Stored data

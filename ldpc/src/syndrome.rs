use crate::{LdpcError, ParityCheckMatrix};

/// Hard decision on LLRs: negative means 1.
pub fn hard_decision(llrs: &[f64]) -> Vec<u8> {
    llrs.iter().map(|&x| u8::from(x < 0.0)).collect()
}

/// Per-check parity counters reused across syndrome evaluations.
///
/// Every evaluation leaves the counters zeroed, so consecutive calls never see
/// each other's marks.
#[derive(Debug, Clone)]
pub struct SyndromeChecker {
    counts: Vec<u32>,
}

impl SyndromeChecker {
    pub fn new(n_checks: usize) -> Self {
        Self {
            counts: vec![0; n_checks],
        }
    }

    /// Number of checks with odd parity, where `is_one(v)` gives the current
    /// bit estimate of variable `v`.
    pub fn unsatisfied<F>(&mut self, h: &ParityCheckMatrix, is_one: F) -> usize
    where
        F: Fn(usize) -> bool,
    {
        debug_assert_eq!(self.counts.len(), h.rows());

        for v in (0..h.cols()).filter(|&v| is_one(v)) {
            for &c in h.entries_in_col(v) {
                self.counts[c] += 1;
            }
        }

        let mut odd = 0;
        for count in &mut self.counts {
            odd += (*count & 1) as usize;
            *count = 0;
        }
        odd
    }

    pub fn llrs_satisfy(&mut self, h: &ParityCheckMatrix, llrs: &[f64]) -> bool {
        self.unsatisfied(h, |v| llrs[v] < 0.0) == 0
    }

    pub fn bits_satisfy(&mut self, h: &ParityCheckMatrix, bits: &[u8]) -> bool {
        self.unsatisfied(h, |v| bits[v] != 0) == 0
    }
}

/// Count the parity checks a hard-decision word violates.
pub fn unsatisfied_checks(h: &ParityCheckMatrix, bits: &[u8]) -> Result<usize, LdpcError> {
    if bits.len() != h.cols() {
        return Err(LdpcError::LengthMismatch {
            what: "codeword",
            expected: h.cols(),
            actual: bits.len(),
        });
    }

    Ok(SyndromeChecker::new(h.rows()).unsatisfied(h, |v| bits[v] != 0))
}

pub fn is_codeword(h: &ParityCheckMatrix, bits: &[u8]) -> Result<bool, LdpcError> {
    unsatisfied_checks(h, bits).map(|n| n == 0)
}

#[cfg(test)]
mod tests {
    use super::*;
    use proptest::prelude::*;

    fn johnson() -> ParityCheckMatrix {
        ParityCheckMatrix::from_dense(&[
            [1u8, 1, 0, 1, 0, 0],
            [0, 1, 1, 0, 1, 0],
            [1, 0, 0, 0, 1, 1],
            [0, 0, 1, 1, 0, 1],
        ])
        .unwrap()
    }

    #[test]
    fn test_hard_decision() {
        assert_eq!(hard_decision(&[-0.1, 0.0, -0.0, 3.0, -7.0]), vec![1, 0, 0, 0, 1]);
    }

    #[test]
    fn test_codewords() {
        let h = johnson();
        assert!(is_codeword(&h, &[0, 0, 0, 0, 0, 0]).unwrap());
        assert!(is_codeword(&h, &[0, 0, 1, 0, 1, 1]).unwrap());
        // Bit 0 sits in checks 0 and 2.
        assert_eq!(unsatisfied_checks(&h, &[1, 0, 1, 0, 1, 1]).unwrap(), 2);
        assert!(unsatisfied_checks(&h, &[0; 5]).is_err());
    }

    #[test]
    fn test_counters_reset_between_calls() {
        let h = johnson();
        let mut checker = SyndromeChecker::new(h.rows());

        assert!(!checker.llrs_satisfy(&h, &[-1.0, 1.0, 1.0, 1.0, 1.0, 1.0]));
        assert!(checker.counts.iter().all(|&c| c == 0));
        // A stale odd count on check 0 or 2 would fail this one.
        assert!(checker.llrs_satisfy(&h, &[1.0; 6]));
        assert!(checker.bits_satisfy(&h, &[0, 0, 1, 0, 1, 1]));
    }

    proptest! {
        #[test]
        fn prop_syndrome_is_linear(a in prop::collection::vec(0u8..2, 6), b in prop::collection::vec(0u8..2, 6)) {
            let h = johnson();
            let sum: Vec<u8> = a.iter().zip(&b).map(|(x, y)| x ^ y).collect();
            let both_valid = is_codeword(&h, &a).unwrap() && is_codeword(&h, &b).unwrap();
            if both_valid {
                prop_assert!(is_codeword(&h, &sum).unwrap());
            }

            let mut checker = SyndromeChecker::new(h.rows());
            let llrs: Vec<f64> = a.iter().map(|&x| if x == 1 { -1.0 } else { 1.0 }).collect();
            prop_assert_eq!(checker.llrs_satisfy(&h, &llrs), is_codeword(&h, &a).unwrap());
        }
    }
}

» Work order
Output the records in full, exactly.

» Written answer
filename ldpc/src/syndrome.rs
use crate::{LdpcError, ParityCheckMatrix};

/// Hard decision on LLRs: negative means 1.
pub fn hard_decision(llrs: &[f64]) -> Vec<u8> {
    llrs.iter().map(|&x| u8::from(x < 0.0)).collect()
}

/// Per-check parity counters reused across syndrome evaluations.
///
/// Every evaluation leaves the counters zeroed, so consecutive calls never see
/// each other's marks.
#[derive(Debug, Clone)]
pub struct SyndromeChecker {
    counts: Vec<u32>,
}

impl SyndromeChecker {
    pub fn new(n_checks: usize) -> Self {
        Self {
            counts: vec![0; n_checks],
        }
    }

    /// Number of checks with odd parity, where `is_one(v)` gives the current
    /// bit estimate of variable `v`.
    pub fn unsatisfied<F>(&mut self, h: &ParityCheckMatrix, is_one: F) -> usize
    where
        F: Fn(usize) -> bool,
    {
        debug_assert_eq!(self.counts.len(), h.rows());

        for v in (0..h.cols()).filter(|&v| is_one(v)) {
            for &c in h.entries_in_col(v) {
                self.counts[c] += 1;
            }
        }

        let mut odd = 0;
        for count in &mut self.counts {
            odd += (*count & 1) as usize;
            *count = 0;
        }
        odd
    }

    pub fn llrs_satisfy(&mut self, h: &ParityCheckMatrix, llrs: &[f64]) -> bool {
        self.unsatisfied(h, |v| llrs[v] < 0.0) == 0
    }

    pub fn bits_satisfy(&mut self, h: &ParityCheckMatrix, bits: &[u8]) -> bool {
        self.unsatisfied(h, |v| bits[v] != 0) == 0
    }
}

/// Count the parity checks a hard-decision word violates.
pub fn unsatisfied_checks(h: &ParityCheckMatrix, bits: &[u8]) -> Result<usize, LdpcError> {
    if bits.len() != h.cols() {
        return Err(LdpcError::LengthMismatch {
            what: "codeword",
            expected: h.cols(),
            actual: bits.len(),
        });
    }

    Ok(SyndromeChecker::new(h.rows()).unsatisfied(h, |v| bits[v] != 0))
}

pub fn is_codeword(h: &ParityCheckMatrix, bits: &[u8]) -> Result<bool, LdpcError> {
    unsatisfied_checks(h, bits).map(|n| n == 0)
}

#[cfg(test)]
mod tests {
    use super::*;
    use proptest::prelude::*;

    fn johnson() -> ParityCheckMatrix {
        ParityCheckMatrix::from_dense(&[
            [1u8, 1, 0, 1, 0, 0],
            [0, 1, 1, 0, 1, 0],
            [1, 0, 0, 0, 1, 1],
            [0, 0, 1, 1, 0, 1],
        ])
        .unwrap()
    }

    #[test]
    fn test_hard_decision() {
        assert_eq!(hard_decision(&[-0.1, 0.0, -0.0, 3.0, -7.0]), vec![1, 0, 0, 0, 1]);
    }

    #[test]
    fn test_codewords() {
        let h = johnson();
        assert!(is_codeword(&h, &[0, 0, 0, 0, 0, 0]).unwrap());
        assert!(is_codeword(&h, &[0, 0, 1, 0, 1, 1]).unwrap());
        // Bit 0 sits in checks 0 and 2.
        assert_eq!(unsatisfied_checks(&h, &[1, 0, 1, 0, 1, 1]).unwrap(), 2);
        assert!(unsatisfied_checks(&h, &[0; 5]).is_err());
    }

    #[test]
    fn test_counters_reset_between_calls() {
        let h = johnson();
        let mut checker = SyndromeChecker::new(h.rows());

        assert!(!checker.llrs_satisfy(&h, &[-1.0, 1.0, 1.0, 1.0, 1.0, 1.0]));
        assert!(checker.counts.iter().all(|&c| c == 0));
        // A stale odd count on check 0 or 2 would fail this one.
        assert!(checker.llrs_satisfy(&h, &[1.0; 6]));
        assert!(checker.bits_satisfy(&h, &[0, 0, 1, 0, 1, 1]));
    }

    proptest! {
        #[test]
        fn prop_syndrome_is_linear(a in prop::collection::vec(0u8..2, 6), b in prop::collection::vec(0u8..2, 6)) {
            let h = johnson();
            let sum: Vec<u8> = a.iter().zip(&b).map(|(x, y)| x ^ y).collect();
            let both_valid = is_codeword(&h, &a).unwrap() && is_codeword(&h, &b).unwrap();
            if both_valid {
                prop_assert!(is_codeword(&h, &sum).unwrap());
            }

            let mut checker = SyndromeChecker::new(h.rows());
            let llrs: Vec<f64> = a.iter().map(|&x| if x == 1 { -1.0 } else { 1.0 }).collect();
            prop_assert_eq!(checker.llrs_satisfy(&h, &llrs), is_codeword(&h, &a).unwrap());
        }
    }
}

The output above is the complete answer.